In the last post, I considered the academic-practitioner divide in marketing education, where marketing teachers in HE are the 'practitioners' who do not engage much with the 'academic' literature on teaching, learning and pedagogy as much as one might expect. In this post, I will look at the possible reasons:


1. Institutional culture

2. Lack of strong pedagogic leadership and institutional structures within schools;

3. Limited emphasis/requirements from school and university policy documents/processes that curriculum development and teaching/learning/assessment practices be underpinned with an evidence-base;

4. Lack of professional development programmes and courses;

5. Lack of awareness; and

6. Pedagogic research viewed as a poor cousin to discipline based research.



1. Institutional culture


When people join the academy, they are generally expected to set out a research plan, teach on modules in their areas of expertise (or on others to develop their knowledge or fill teaching gaps) and eventually take on additional administrative roles such as programme leadership. Most new lecturers are required to undertake a professional development programme, often accredited by the Higher Education Academy (HEA, now Advance HE), that exposes them to pedagogic research and literature and evidence based approaches to develop their teaching practice. Outside of the programme however, they are not likely to find many discussions about pedagogy going on in their departments or great emphasis being placed on research related to teaching and learning. Indeed, this reflects the institutional culture of most business schools that I have taught in or visited.

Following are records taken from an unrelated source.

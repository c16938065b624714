use std::{process, sync::Arc, time::Duration};

use tokio::sync::watch;
use tracing::{error, info, warn};
use tracing_subscriber::EnvFilter;

use vigil::{
    actor::{ActionWorker, Actor, IntentSlot, StateCache},
    agent::{Agent, LatestSnapshot, MonitorStatus},
    chain::{with_retry, ProtocolClient, ProtocolContracts, RetryPolicy, RpcClient, TxSender},
    config::Config,
    errors::LlmError,
    llm::HttpLlmClient,
    observer::Observer,
    reasoner::Reasoner,
    restore::{RestoreConfig, RestoreScheduler},
    server::{router, ApiState},
    store::EventStore,
};

/// Process exit codes: 0 normal, 1 configuration, 2 unrecoverable chain,
/// 3 LLM credential.
const EXIT_CONFIG: i32 = 1;
const EXIT_CHAIN: i32 = 2;
const EXIT_LLM: i32 = 3;

const RPC_CALL_TIMEOUT: Duration = Duration::from_secs(10);

#[tokio::main]
async fn main() {
    dotenvy::dotenv().ok();
    tracing_subscriber::fmt()
        .with_env_filter(
            EnvFilter::try_from_default_env().unwrap_or_else(|_| EnvFilter::new("vigil=info")),
        )
        .init();

    info!("vigil security monitor starting");

    let config = match Config::from_env() {
        Ok(config) => config,
        Err(err) => {
            error!("configuration error: {err:#}");
            process::exit(EXIT_CONFIG);
        }
    };

    // --- chain adapter -----------------------------------------------------
    let rpc = match RpcClient::new(&config.chain_rpc_url, RPC_CALL_TIMEOUT) {
        Ok(rpc) => Arc::new(rpc),
        Err(err) => {
            error!("invalid chain endpoint: {err}");
            process::exit(EXIT_CONFIG);
        }
    };
    let sender = match TxSender::new(Arc::clone(&rpc), &config.signer_key, config.chain_id) {
        Ok(sender) => Arc::new(sender),
        Err(err) => {
            error!("invalid signer key: {err}");
            process::exit(EXIT_CONFIG);
        }
    };

    let retry = RetryPolicy::default();
    match with_retry(&retry, || rpc.chain_id()).await {
        Ok(chain_id) if chain_id != config.chain_id => {
            warn!(
                expected = config.chain_id,
                actual = chain_id,
                "endpoint chain id differs from configuration"
            );
        }
        Ok(chain_id) => info!(chain_id, "connected to chain endpoint"),
        Err(err) => {
            error!("chain endpoint unreachable after retries: {err}");
            process::exit(EXIT_CHAIN);
        }
    }
    match with_retry(&retry, || rpc.balance(sender.address())).await {
        Ok(balance) if balance.is_zero() => {
            error!(signer = %sender.address(), "signer account has no funds");
            process::exit(EXIT_CHAIN);
        }
        Ok(balance) => info!(signer = %sender.address(), %balance, "signer funded"),
        Err(err) => {
            error!("could not query signer balance after retries: {err}");
            process::exit(EXIT_CHAIN);
        }
    }

    // --- llm ----------------------------------------------------------------
    let llm = match HttpLlmClient::new(
        &config.llm_api_url,
        &config.llm_api_key,
        &config.llm_model,
        config.llm_call_timeout,
    ) {
        Ok(llm) => Arc::new(llm),
        Err(err) => {
            error!("llm client setup failed: {err}");
            process::exit(EXIT_CONFIG);
        }
    };
    match llm.verify_credentials().await {
        Ok(()) => info!(model = %config.llm_model, "llm credentials verified"),
        Err(LlmError::Credential(status)) => {
            error!(status, "llm credential rejected");
            process::exit(EXIT_LLM);
        }
        Err(err) => warn!("llm preflight inconclusive, continuing: {err}"),
    }

    // --- components ---------------------------------------------------------
    let contracts = Arc::new(ProtocolContracts::new(
        Arc::clone(&rpc),
        Arc::clone(&sender),
        config.contracts,
    ));
    let chain: Arc<dyn ProtocolClient> = contracts;

    let store = Arc::new(EventStore::new(config.event_store_capacity));
    let status = Arc::new(MonitorStatus::default());
    let latest = Arc::new(LatestSnapshot::default());
    let state_cache = Arc::new(StateCache::default());
    let slot = Arc::new(IntentSlot::new());
    let restore = Arc::new(RestoreScheduler::new(
        Arc::clone(&chain),
        Arc::clone(&store),
        RestoreConfig {
            delay: config.restore_delay,
            repause: config.repause_after_restore,
        },
    ));

    let observer = Observer::new(Arc::clone(&chain));
    let reasoner = Reasoner::new(
        llm,
        config.llm_call_timeout,
        config.analyzed_events_capacity,
    );
    let agent = Agent::new(
        observer,
        reasoner,
        config.filter_thresholds(),
        config.decider_thresholds(),
        Arc::clone(&slot),
        Arc::clone(&state_cache),
        Arc::clone(&store),
        Arc::clone(&status),
        Arc::clone(&latest),
        config.poll_interval,
    );
    let worker = ActionWorker::new(
        Arc::clone(&slot),
        Actor::new(Arc::clone(&chain)),
        Arc::clone(&state_cache),
        Arc::clone(&store),
        Arc::clone(&restore),
    );

    // --- serve --------------------------------------------------------------
    let api_state = Arc::new(ApiState {
        store: Arc::clone(&store),
        chain: Arc::clone(&chain),
        status: Arc::clone(&status),
        latest: Arc::clone(&latest),
        attack_swap_weth: config.attack_swap_weth,
        repause_after_restore: config.repause_after_restore,
    });
    let listener = match tokio::net::TcpListener::bind(config.http_bind_addr).await {
        Ok(listener) => listener,
        Err(err) => {
            error!(addr = %config.http_bind_addr, "could not bind http listener: {err}");
            process::exit(EXIT_CONFIG);
        }
    };
    info!(addr = %config.http_bind_addr, "http api listening");

    let (shutdown_tx, shutdown_rx) = watch::channel(false);

    let mut server_shutdown = shutdown_rx.clone();
    let server_task = tokio::spawn(async move {
        let serve = axum::serve(listener, router(api_state)).with_graceful_shutdown(async move {
            let _ = server_shutdown.changed().await;
        });
        if let Err(err) = serve.await {
            error!("http server error: {err}");
        }
    });
    let worker_task = tokio::spawn(worker.run(shutdown_rx.clone()));
    let agent_task = tokio::spawn(agent.run(shutdown_rx));

    match tokio::signal::ctrl_c().await {
        Ok(()) => info!("shutdown signal received"),
        Err(err) => error!("could not listen for shutdown signal: {err}"),
    }

    let _ = shutdown_tx.send(true);
    restore.cancel();
    let _ = agent_task.await;
    let _ = worker_task.await;
    let _ = server_task.await;

    info!("vigil stopped");
    process::exit(0);
}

In my experiences as Discipline Lead for Marketing, Accounting and Finance (UK), I found only a few strong advocates of pedagogic research and evidence based practice amongst academic staff but otherwise a more wide-spread culture of evidence-based practice remained limited. Indeed, at most institutions, research into teaching and learning is viewed as quite a distant second to research in one's marketing specialism (e.g. marketing communications or consumer behaviour) and thus there are few incentives to make pedagogy a research direction. More on this point later.



2. Lack of strong pedagogic leadership and institutional structures within schools.

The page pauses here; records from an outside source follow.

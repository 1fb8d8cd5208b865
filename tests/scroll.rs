use portfolio_engine::{ScrollMetrics, ScrollTracker, SpringConfig};
use proptest::prelude::*;

const DT: f64 = 1.0 / 60.0;

#[test]
fn reading_the_page_top_to_bottom() {
    let mut bar = ScrollTracker::new(SpringConfig::default());

    // Sit at the top
    for _ in 0..30 {
        assert_eq!(bar.update(ScrollMetrics::new(0.0, 6000.0, 900.0), DT), 0.0);
    }

    // Scroll down over two seconds, then stop at the bottom
    let mut prev = 0.0;
    for frame in 0..=120 {
        let top = 5100.0 * frame as f64 / 120.0;
        let v = bar.update(ScrollMetrics::new(top, 6000.0, 900.0), DT);
        assert!(v >= prev);
        prev = v;
    }
    assert!(prev < 1.0, "spring should lag behind the scroll");

    for _ in 0..300 {
        bar.update(ScrollMetrics::new(5100.0, 6000.0, 900.0), DT);
    }
    assert_eq!(bar.scale_x(), 1.0);
    assert!(bar.is_settled());
}

#[test]
fn custom_spring_from_json() {
    let cfg = SpringConfig::from_json(r#"{ "stiffness": 400, "damping": 40 }"#).unwrap();
    let mut fast = ScrollTracker::new(cfg);
    let mut slow = ScrollTracker::new(SpringConfig::default());
    let m = ScrollMetrics::new(1000.0, 2000.0, 1000.0);
    for _ in 0..10 {
        fast.update(m, DT);
        slow.update(m, DT);
    }
    assert!(fast.scale_x() > slow.scale_x());
}

proptest! {
    #[test]
    fn output_stays_in_unit_range(
        tops in proptest::collection::vec(-1.0e6f64..1.0e6, 1..64),
        dt in 0.0f64..1.0,
    ) {
        let mut bar = ScrollTracker::new(SpringConfig::default());
        for top in tops {
            let v = bar.update(ScrollMetrics::new(top, 4000.0, 800.0), dt);
            prop_assert!((0.0..=1.0).contains(&v));
        }
    }

    #[test]
    fn increasing_targets_never_pull_back(
        mut steps in proptest::collection::vec(0.0f64..1.0, 1..32),
    ) {
        steps.sort_by(f64::total_cmp);
        let mut bar = ScrollTracker::new(SpringConfig::default());
        let mut prev = 0.0;
        for p in steps {
            for _ in 0..5 {
                let v = bar.update(ScrollMetrics::new(p * 3200.0, 4000.0, 800.0), DT);
                prop_assert!(v >= prev - 1e-12);
                prev = v;
            }
        }
    }
}
// spring.rs - Damped spring filter
//
// Mass-spring-damper chasing a target: a = (-k (x - target) - c v) / m.
// Each update solves the ODE in closed form over dt, so large frame gaps
// (background tabs) can't blow up the way an explicit integrator would.

use crate::config::SpringConfig;

#[derive(Clone, Debug)]
pub struct Spring {
    cfg: SpringConfig,
    value: f64,
    velocity: f64,
    target: f64,
}

impl Spring {
    pub fn new(cfg: SpringConfig, initial: f64) -> Self {
        Self { cfg, value: initial, velocity: 0.0, target: initial }
    }

    /// Step toward `target` by `dt` seconds and return the new value.
    ///
    /// A non-finite target or a non-positive `dt` leaves the state alone.
    pub fn update(&mut self, target: f64, dt: f64) -> f64 {
        if !target.is_finite() || !dt.is_finite() || dt <= 0.0 {
            return self.value;
        }
        self.target = target;
        if self.is_at_rest() {
            return self.value;
        }

        let (d, v) = self.solve(self.value - target, self.velocity, dt);
        self.value = target + d;
        self.velocity = v;

        if d.abs() < self.cfg.rest_delta && v.abs() < self.cfg.rest_speed {
            self.value = target;
            self.velocity = 0.0;
        }
        self.value
    }

    /// Snap to `value` with no motion.
    pub fn jump(&mut self, value: f64) {
        self.value = value;
        self.target = value;
        self.velocity = 0.0;
    }

    pub fn value(&self) -> f64 { self.value }
    pub fn velocity(&self) -> f64 { self.velocity }
    pub fn target(&self) -> f64 { self.target }

    pub fn is_at_rest(&self) -> bool {
        self.value == self.target && self.velocity == 0.0
    }

    // Displacement and velocity after t seconds, starting from (d0, v0).
    fn solve(&self, d0: f64, v0: f64, t: f64) -> (f64, f64) {
        let SpringConfig { stiffness: k, damping: c, mass: m, .. } = self.cfg;
        let omega = (k / m).sqrt();
        let zeta = c / (2.0 * (k * m).sqrt());

        if (zeta - 1.0).abs() < 1e-9 {
            // Critically damped
            let b = v0 + omega * d0;
            let e = (-omega * t).exp();
            (e * (d0 + b * t), e * (v0 - omega * b * t))
        } else if zeta < 1.0 {
            // Underdamped
            let a = zeta * omega;
            let wd = omega * (1.0 - zeta * zeta).sqrt();
            let cc = (v0 + a * d0) / wd;
            let e = (-a * t).exp();
            let (s, co) = (wd * t).sin_cos();
            (
                e * (d0 * co + cc * s),
                e * (v0 * co - (a * cc + d0 * wd) * s),
            )
        } else {
            // Overdamped
            let root = (zeta * zeta - 1.0).sqrt();
            let r1 = -omega * (zeta - root);
            let r2 = -omega * (zeta + root);
            let a = (v0 - r2 * d0) / (r1 - r2);
            let b = d0 - a;
            let (e1, e2) = ((r1 * t).exp(), (r2 * t).exp());
            (a * e1 + b * e2, r1 * a * e1 + r2 * b * e2)
        }
    }
}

It is only fairly recently that Directors or Associate Deans of Teaching and Learning have been appointed in academic schools in the UK. The vast majority of these posts are filled with internal candidates who have shown a strong interest in the area, have carried out lower levels of management such as programme leadership and ,more recently, have become a Senior or Principal Fellow of the HEA (see 4 below). (Although at one institution that I worked at the Director of Teaching and Learning came from an administrative post and had no experience as a teaching academic!). Few opportunities exist to help develop candidates who are offered the position - the only annual training that I know of for business school directors or associate deans is the Chartered Association of Business Schools (CABS) 'Leaders in Teaching and Learning Programme' - a once yearly 4 day course spread over a number of months that takes place in London with generally no more than 10 participants, and often fewer.

University-based training and upskilling is rarely available for post holders. Whereas Directors of Research are generally not appointed without considerable evidence of research leadership, publications in top journals and many years of research collaborations, PhD supervisions and other contributions, Directors of Teaching and Learning do not necessarily have to have a publication record or other leadership roles in the area, but rather have shown evidence of good teaching practice and interest in pedagogy as demonstrated by local or national conference attendance, from running programmes or from student feedback and surveys.

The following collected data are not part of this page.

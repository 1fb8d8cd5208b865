// rotation.rs - Frame-by-frame spin of the point cloud
//
// Points spin about x and y inside a group tilted about z. The composed
// transform is Rz(tilt) * Rx(x) * Ry(y), i.e. Euler order XYZ nested in
// a z-tilted parent.

use std::f32::consts::TAU;
use std::f64::consts::TAU as TAU_F64;

#[derive(Clone, Copy, Debug, Default, PartialEq)]
pub struct Rotation {
    pub x: f32,
    pub y: f32,
    pub z: f32,
}

impl Rotation {
    pub fn new(tilt: f32) -> Self {
        Self { x: 0.0, y: 0.0, z: tilt }
    }

    /// Advance by `delta` seconds at the given rates (rad/s, subtracted).
    pub fn advance(&mut self, delta: f32, spin_x: f32, spin_y: f32) {
        if !delta.is_finite() || delta <= 0.0 { return; }
        self.x = wrap(self.x - delta * spin_x);
        self.y = wrap(self.y - delta * spin_y);
    }

    /// Advance by a long span in one step. The angle math runs in f64 so
    /// hours of spin land where the per-frame path would.
    pub fn advance_secs(&mut self, secs: f64, spin_x: f32, spin_y: f32) {
        if !secs.is_finite() || secs <= 0.0 { return; }
        self.x = (((self.x as f64) - secs * spin_x as f64) % TAU_F64) as f32;
        self.y = (((self.y as f64) - secs * spin_y as f64) % TAU_F64) as f32;
    }

    /// Row-major 3x3 matrix for the full transform.
    pub fn matrix(&self) -> [[f32; 3]; 3] {
        let (sx, cx) = self.x.sin_cos();
        let (sy, cy) = self.y.sin_cos();
        let (sz, cz) = self.z.sin_cos();

        let rx = [[1.0, 0.0, 0.0], [0.0, cx, -sx], [0.0, sx, cx]];
        let ry = [[cy, 0.0, sy], [0.0, 1.0, 0.0], [-sy, 0.0, cy]];
        let rz = [[cz, -sz, 0.0], [sz, cz, 0.0], [0.0, 0.0, 1.0]];

        mul(&rz, &mul(&rx, &ry))
    }
}

#[inline]
pub fn apply(m: &[[f32; 3]; 3], x: f32, y: f32, z: f32) -> (f32, f32, f32) {
    (
        m[0][0] * x + m[0][1] * y + m[0][2] * z,
        m[1][0] * x + m[1][1] * y + m[1][2] * z,
        m[2][0] * x + m[2][1] * y + m[2][2] * z,
    )
}

fn mul(a: &[[f32; 3]; 3], b: &[[f32; 3]; 3]) -> [[f32; 3]; 3] {
    let mut out = [[0.0; 3]; 3];
    for r in 0..3 {
        for c in 0..3 {
            out[r][c] = a[r][0] * b[0][c] + a[r][1] * b[1][c] + a[r][2] * b[2][c];
        }
    }
    out
}

// Keep angles in (-TAU, TAU) so long sessions don't lose precision.
#[inline]
fn wrap(a: f32) -> f32 { a % TAU }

This isn't to say that post holders are not competent - some are and some are not as is the case in all management appointments - but that there is limited training, lower expectations in terms of accomplishment in the area than for Directors of Research and limited networks either within or across institutions for them to develop their professional practice. In addition, their roles can become suffused with deadlines and paperwork associated with the Teaching Excellence Framework (TEF) and its component surveys such as the NSS (National Student Survey) and DLHE (Destination of Leavers of Higher Education), not to mention many other institutional metrics and surveys. All of these together can act to limit the time Directors have to develop a pedagogic research profile, to develop their leadership skills and to build an institutional culture of evidence-based pedagogy.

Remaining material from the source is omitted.